##### Dataset #####
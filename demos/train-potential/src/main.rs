#[macro_use]
extern crate log;

use std::{
    error::Error,
    path::{Path, PathBuf},
    time::Instant,
};

use clap::Parser;
use dialoguer::{theme::ColorfulTheme, Select};
use resnap::{CvParams, ModelKind, NormKind, NullSink, PlotMode, PngSink, PotentialTrainer};

#[derive(Parser, Debug)]
#[command(
    version,
    about = "Cross validate a penalized linear model on bispectrum descriptors and write the fitted potential"
)]
struct Cli {
    /// Training data, a .mat file holding the arrays X and y or a csv file with a y column
    #[arg(value_name = "PATH")]
    data: PathBuf,

    /// Penalized model, LASSO or RIDGE. Selected interactively when omitted
    #[arg(short, long, value_name = "KIND")]
    model: Option<ModelKind>,

    /// Normalize the descriptor columns with this norm (l1, l2 or max)
    #[arg(short, long, value_name = "NORM")]
    norm: Option<NormKind>,

    /// Regularization strengths to cross validate
    #[arg(long, value_delimiter = ',', default_values_t = vec![0.0, 0.01, 0.1, 1.0])]
    alphas: Vec<f64>,

    /// Parity plots of fold 0, with energies per atom or per structure (atom or sample)
    #[arg(short, long, value_name = "MODE")]
    plot: Option<PlotMode>,

    /// Also render density heatmaps for per atom parity plots
    #[arg(long)]
    heatmap: bool,

    /// Skip writing any images
    #[arg(long, conflicts_with_all = ["plot", "heatmap"])]
    no_images: bool,

    /// Regularization strength of the final fit, defaults to the best one of the sweep
    #[arg(short, long)]
    alpha: Option<f64>,

    /// Directory receiving the potential file, defaults to the directory of the data
    #[arg(short, long, value_name = "DIR")]
    out_dir: Option<PathBuf>,

    /// Directory receiving the images
    #[arg(long, value_name = "DIR", default_value = "img")]
    img_dir: PathBuf,

    /// Seed of the fold assignment
    #[arg(long, default_value_t = 2020)]
    seed: u64,

    /// Iteration cap of the lasso solver
    #[arg(long, default_value_t = 1_000_000)]
    max_iter: usize,

    /// Convergence tolerance of the lasso solver
    #[arg(long, default_value_t = 1e-4)]
    tol: f64,
}

fn main() -> Result<(), Box<dyn Error>> {
    pretty_env_logger::formatted_builder()
        .filter_level(log::LevelFilter::Info)
        .parse_env("RUST_LOG")
        .init();

    let cli = Cli::parse();

    let kind = match cli.model {
        Some(kind) => kind,
        None => select_model()?,
    };
    let trainer = PotentialTrainer::load(&cli.data, kind, cli.norm)?;

    let params = CvParams {
        max_iter: cli.max_iter,
        tol: cli.tol,
        seed: cli.seed,
        capture_parity: cli.plot.is_some(),
    };
    let t0 = Instant::now();
    let report = trainer.cross_validation(&cli.alphas, &params)?;
    info!("cross validation took {}ms", t0.elapsed().as_millis());

    if cli.no_images {
        report.render(&mut NullSink, None)?;
    } else {
        let mut sink = PngSink::new(&cli.img_dir)?.with_heatmap(cli.heatmap);
        report.render(&mut sink, cli.plot)?;
    }

    let alpha = cli
        .alpha
        .or_else(|| report.best_alpha())
        .ok_or("no alpha given and the sweep is empty")?;
    let out_dir = cli.out_dir.clone().unwrap_or_else(|| {
        cli.data
            .parent()
            .map(Path::to_path_buf)
            .unwrap_or_else(|| PathBuf::from("."))
    });
    info!("fitting the final {} potential with alpha = {}", kind, alpha);
    trainer.make_potential(&out_dir, alpha, cli.max_iter, cli.tol)?;

    Ok(())
}

fn select_model() -> Result<ModelKind, Box<dyn Error>> {
    let kinds = [ModelKind::Ridge, ModelKind::Lasso];

    let e = Select::with_theme(&ColorfulTheme::default())
        .with_prompt("Select model")
        .items(&kinds)
        .default(0)
        .interact()?;

    Ok(kinds[e])
}
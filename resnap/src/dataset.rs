use std::{fs::File, io::BufReader, path::Path};

use matfile::{MatFile, NumericData};
use nalgebra::{DMatrix, DVector};

use crate::{Error, Result, NUM_FOLDS};

/// The training structures.
/// `x` has one row per structure, column 0 is its number of atoms and the remaining
/// columns are its descriptors. `y` holds the energy of each structure.
#[derive(Debug, Clone)]
pub struct Dataset {
    pub(crate) x: DMatrix<f64>,
    pub(crate) y: DVector<f64>,
}

impl Dataset {
    /// Validate the shapes and wrap the arrays
    pub fn new(x: DMatrix<f64>, y: DVector<f64>) -> Result<Self> {
        if x.nrows() != y.len() {
            return Err(Error::Shape(format!(
                "X has {} rows but y has {}",
                x.nrows(),
                y.len()
            )));
        }
        if x.ncols() == 0 {
            return Err(Error::Shape("X needs at least the atom count column".to_string()));
        }
        if x.nrows() < NUM_FOLDS {
            return Err(Error::TooFewRows {
                rows: x.nrows(),
                min: NUM_FOLDS,
            });
        }
        if let Some(row) = x.row_iter().position(|r| r.iter().any(|v| !v.is_finite())) {
            return Err(Error::NonFinite { array: "X", row });
        }
        if let Some(row) = y.iter().position(|v| !v.is_finite()) {
            return Err(Error::NonFinite { array: "y", row });
        }

        Ok(Self { x, y })
    }

    /// Feature matrix, atom counts in column 0
    #[inline(always)]
    pub fn x(&self) -> &DMatrix<f64> {
        &self.x
    }

    /// Energy per structure
    #[inline(always)]
    pub fn y(&self) -> &DVector<f64> {
        &self.y
    }

    /// Number of structures
    #[inline(always)]
    pub fn n_samples(&self) -> usize {
        self.x.nrows()
    }

    /// Number of descriptor columns, excluding the atom count
    #[inline(always)]
    pub fn n_descriptors(&self) -> usize {
        self.x.ncols() - 1
    }

    /// Number of atoms of each structure
    pub fn atom_counts(&self) -> DVector<f64> {
        self.x.column(0).into_owned()
    }
}

/// Reads a dataset from some persisted source
pub trait DatasetLoader {
    /// Load the `X` and `y` arrays stored at `path`
    fn load(&self, path: &Path) -> Result<Dataset>;
}

/// Choose the loader by file extension, `.mat` files are read as MATLAB files and anything
/// else as csv
pub fn load_dataset(path: impl AsRef<Path>) -> Result<Dataset> {
    let path = path.as_ref();
    let is_mat = path
        .extension()
        .map(|e| e.eq_ignore_ascii_case("mat"))
        .unwrap_or(false);

    let dataset = if is_mat {
        MatLoader.load(path)?
    } else {
        CsvLoader.load(path)?
    };
    info!(
        "loaded {} structures with {} descriptors from {}",
        dataset.n_samples(),
        dataset.n_descriptors(),
        path.display()
    );

    Ok(dataset)
}

/// MATLAB level 5 files holding two numeric arrays named `X` and `y`
#[derive(Debug, Clone, Copy, Default)]
pub struct MatLoader;

impl DatasetLoader for MatLoader {
    fn load(&self, path: &Path) -> Result<Dataset> {
        let file = File::open(path)?;
        let mat = MatFile::parse(BufReader::new(file))
            .map_err(|e| Error::MatFile(format!("{}: {:?}", path.display(), e)))?;

        let x = read_mat_array(&mat, "X")?;
        let y = read_mat_array(&mat, "y")?;
        let y: DVector<f64> = if y.ncols() == 1 {
            y.column(0).into_owned()
        } else if y.nrows() == 1 {
            y.row(0).transpose()
        } else {
            return Err(Error::Shape(format!(
                "y must be a vector, got {}x{}",
                y.nrows(),
                y.ncols()
            )));
        };

        Dataset::new(x, y)
    }
}

fn read_mat_array(mat: &MatFile, name: &str) -> Result<DMatrix<f64>> {
    let array = mat
        .find_by_name(name)
        .ok_or_else(|| Error::MissingArray(name.to_string()))?;
    let size = array.size();
    if size.len() != 2 {
        return Err(Error::Shape(format!(
            "{} must be two dimensional, got {} dimensions",
            name,
            size.len()
        )));
    }
    info!("loaded {} data! ({}, {})", name, size[0], size[1]);

    // MATLAB stores column major, same as nalgebra
    let data: Vec<f64> = match array.data() {
        NumericData::Double { real, .. } => real.clone(),
        NumericData::Single { real, .. } => real.iter().map(|v| *v as f64).collect(),
        _ => {
            return Err(Error::MatFile(format!(
                "array {} does not hold floating point data",
                name
            )))
        }
    };
    if data.len() != size[0] * size[1] {
        return Err(Error::Shape(format!(
            "{} declares {}x{} but holds {} values",
            name,
            size[0],
            size[1],
            data.len()
        )));
    }

    Ok(DMatrix::from_column_slice(size[0], size[1], &data))
}

/// Csv files with a header row. The column named `y` holds the energies, all other columns
/// form `X` in the order they appear, the first of them being the atom count.
#[derive(Debug, Clone, Copy, Default)]
pub struct CsvLoader;

impl DatasetLoader for CsvLoader {
    fn load(&self, path: &Path) -> Result<Dataset> {
        let mut rdr = csv::ReaderBuilder::new().trim(csv::Trim::All).from_path(path)?;
        let headers = rdr.headers()?.clone();
        let y_col = headers
            .iter()
            .position(|h| h == "y")
            .ok_or_else(|| Error::MissingArray("y".to_string()))?;
        let n_cols = headers.len() - 1;

        let mut x_data: Vec<f64> = Vec::new();
        let mut y_data: Vec<f64> = Vec::new();
        for (row, result) in rdr.records().enumerate() {
            let record = result?;
            for (j, field) in record.iter().enumerate() {
                let value: f64 = field.parse().map_err(|_| Error::Parse {
                    context: format!("row {}, column '{}'", row + 1, &headers[j]),
                    value: field.to_string(),
                })?;
                if j == y_col {
                    y_data.push(value);
                } else {
                    x_data.push(value);
                }
            }
        }
        info!("loaded X data! ({}, {})", y_data.len(), n_cols);
        info!("loaded y data! ({}, 1)", y_data.len());

        let x = DMatrix::from_row_slice(y_data.len(), n_cols, &x_data);
        Dataset::new(x, DVector::from_vec(y_data))
    }
}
#####
• [What the task asks]: When you reach the line containing "must be two" in the data above, start copying exactly, and stop after the line containing "all other columns".

• [Output of the exercise]:
            "{} must be two dimensional, got {} dimensions",
            name,
            size.len()
        )));
    }
    info!("loaded {} data! ({}, {})", name, size[0], size[1]);

    // MATLAB stores column major, same as nalgebra
    let data: Vec<f64> = match array.data() {
        NumericData::Double { real, .. } => real.clone(),
        NumericData::Single { real, .. } => real.iter().map(|v| *v as f64).collect(),
        _ => {
            return Err(Error::MatFile(format!(
                "array {} does not hold floating point data",
                name
            )))
        }
    };
    if data.len() != size[0] * size[1] {
        return Err(Error::Shape(format!(
            "{} declares {}x{} but holds {} values",
            name,
            size[0],
            size[1],
            data.len()
        )));
    }

    Ok(DMatrix::from_column_slice(size[0], size[1], &data))
}

/// Csv files with a header row. The column named `y` holds the energies, all other columns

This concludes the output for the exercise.